[Dataset entries]
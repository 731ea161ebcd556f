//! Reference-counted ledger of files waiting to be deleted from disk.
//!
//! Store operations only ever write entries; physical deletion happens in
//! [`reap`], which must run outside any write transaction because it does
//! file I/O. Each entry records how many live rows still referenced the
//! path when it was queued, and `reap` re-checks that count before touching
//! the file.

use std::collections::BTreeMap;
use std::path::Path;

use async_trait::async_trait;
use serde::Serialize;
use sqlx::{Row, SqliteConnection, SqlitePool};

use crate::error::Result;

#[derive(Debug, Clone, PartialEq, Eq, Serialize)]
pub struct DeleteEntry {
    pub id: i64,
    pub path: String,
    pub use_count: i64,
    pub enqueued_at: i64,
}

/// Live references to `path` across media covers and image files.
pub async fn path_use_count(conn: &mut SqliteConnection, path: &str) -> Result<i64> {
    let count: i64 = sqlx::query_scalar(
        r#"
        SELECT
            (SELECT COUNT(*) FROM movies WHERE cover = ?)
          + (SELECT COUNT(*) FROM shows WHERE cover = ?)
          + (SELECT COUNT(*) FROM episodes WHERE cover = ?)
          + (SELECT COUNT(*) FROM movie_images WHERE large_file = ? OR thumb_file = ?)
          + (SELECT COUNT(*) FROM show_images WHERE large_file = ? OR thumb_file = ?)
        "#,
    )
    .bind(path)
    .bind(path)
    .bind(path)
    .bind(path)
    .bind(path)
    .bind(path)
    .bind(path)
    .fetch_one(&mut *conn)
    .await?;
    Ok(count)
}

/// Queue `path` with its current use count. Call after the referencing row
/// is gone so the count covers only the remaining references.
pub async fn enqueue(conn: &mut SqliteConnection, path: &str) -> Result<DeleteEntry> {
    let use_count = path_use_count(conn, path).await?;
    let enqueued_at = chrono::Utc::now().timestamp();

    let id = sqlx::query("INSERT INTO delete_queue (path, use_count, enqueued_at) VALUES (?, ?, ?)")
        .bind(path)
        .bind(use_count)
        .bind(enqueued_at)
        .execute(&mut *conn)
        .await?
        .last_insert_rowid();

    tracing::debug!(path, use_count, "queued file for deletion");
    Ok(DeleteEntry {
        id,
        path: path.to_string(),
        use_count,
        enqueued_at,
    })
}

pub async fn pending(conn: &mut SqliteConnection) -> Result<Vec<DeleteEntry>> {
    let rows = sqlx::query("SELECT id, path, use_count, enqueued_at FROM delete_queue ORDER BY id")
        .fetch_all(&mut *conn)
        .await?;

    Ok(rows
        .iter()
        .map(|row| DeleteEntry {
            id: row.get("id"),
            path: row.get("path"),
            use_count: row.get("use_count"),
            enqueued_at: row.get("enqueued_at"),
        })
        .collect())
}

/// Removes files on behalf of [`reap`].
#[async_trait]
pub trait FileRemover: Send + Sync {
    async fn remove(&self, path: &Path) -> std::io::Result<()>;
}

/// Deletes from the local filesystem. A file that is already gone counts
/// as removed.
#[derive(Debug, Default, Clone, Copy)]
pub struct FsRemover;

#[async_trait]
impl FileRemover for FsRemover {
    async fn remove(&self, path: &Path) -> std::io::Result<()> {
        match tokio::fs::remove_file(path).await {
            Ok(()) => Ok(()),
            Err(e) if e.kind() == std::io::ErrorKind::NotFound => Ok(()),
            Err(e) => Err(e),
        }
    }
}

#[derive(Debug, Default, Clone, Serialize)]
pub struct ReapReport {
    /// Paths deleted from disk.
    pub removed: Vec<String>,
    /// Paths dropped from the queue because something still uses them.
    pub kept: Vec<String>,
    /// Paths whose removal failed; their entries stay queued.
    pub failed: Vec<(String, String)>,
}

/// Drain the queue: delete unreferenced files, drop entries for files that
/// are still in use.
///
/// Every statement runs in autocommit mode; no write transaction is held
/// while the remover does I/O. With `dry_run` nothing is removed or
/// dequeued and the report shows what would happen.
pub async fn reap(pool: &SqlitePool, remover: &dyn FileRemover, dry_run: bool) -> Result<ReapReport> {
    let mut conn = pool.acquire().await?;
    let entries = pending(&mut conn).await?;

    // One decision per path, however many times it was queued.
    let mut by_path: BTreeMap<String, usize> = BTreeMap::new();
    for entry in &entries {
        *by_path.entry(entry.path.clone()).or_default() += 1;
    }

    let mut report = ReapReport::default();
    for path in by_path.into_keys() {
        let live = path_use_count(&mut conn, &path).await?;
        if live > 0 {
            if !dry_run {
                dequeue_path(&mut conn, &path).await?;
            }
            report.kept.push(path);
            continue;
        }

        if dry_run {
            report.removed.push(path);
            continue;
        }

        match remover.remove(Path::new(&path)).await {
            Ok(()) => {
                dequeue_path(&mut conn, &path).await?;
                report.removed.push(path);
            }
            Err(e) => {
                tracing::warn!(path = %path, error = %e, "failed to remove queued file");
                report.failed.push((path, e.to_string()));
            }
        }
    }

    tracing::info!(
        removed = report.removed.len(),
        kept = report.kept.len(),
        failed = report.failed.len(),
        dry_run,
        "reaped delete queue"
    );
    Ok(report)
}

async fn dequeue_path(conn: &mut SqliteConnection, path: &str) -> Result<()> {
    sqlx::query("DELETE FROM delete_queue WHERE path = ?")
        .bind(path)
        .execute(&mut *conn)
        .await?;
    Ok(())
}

AIM OF THE EXERCISE ->
Report only how many lines above include "DeleteEntry".

SOLUTION TO THE EXERCISE ->
5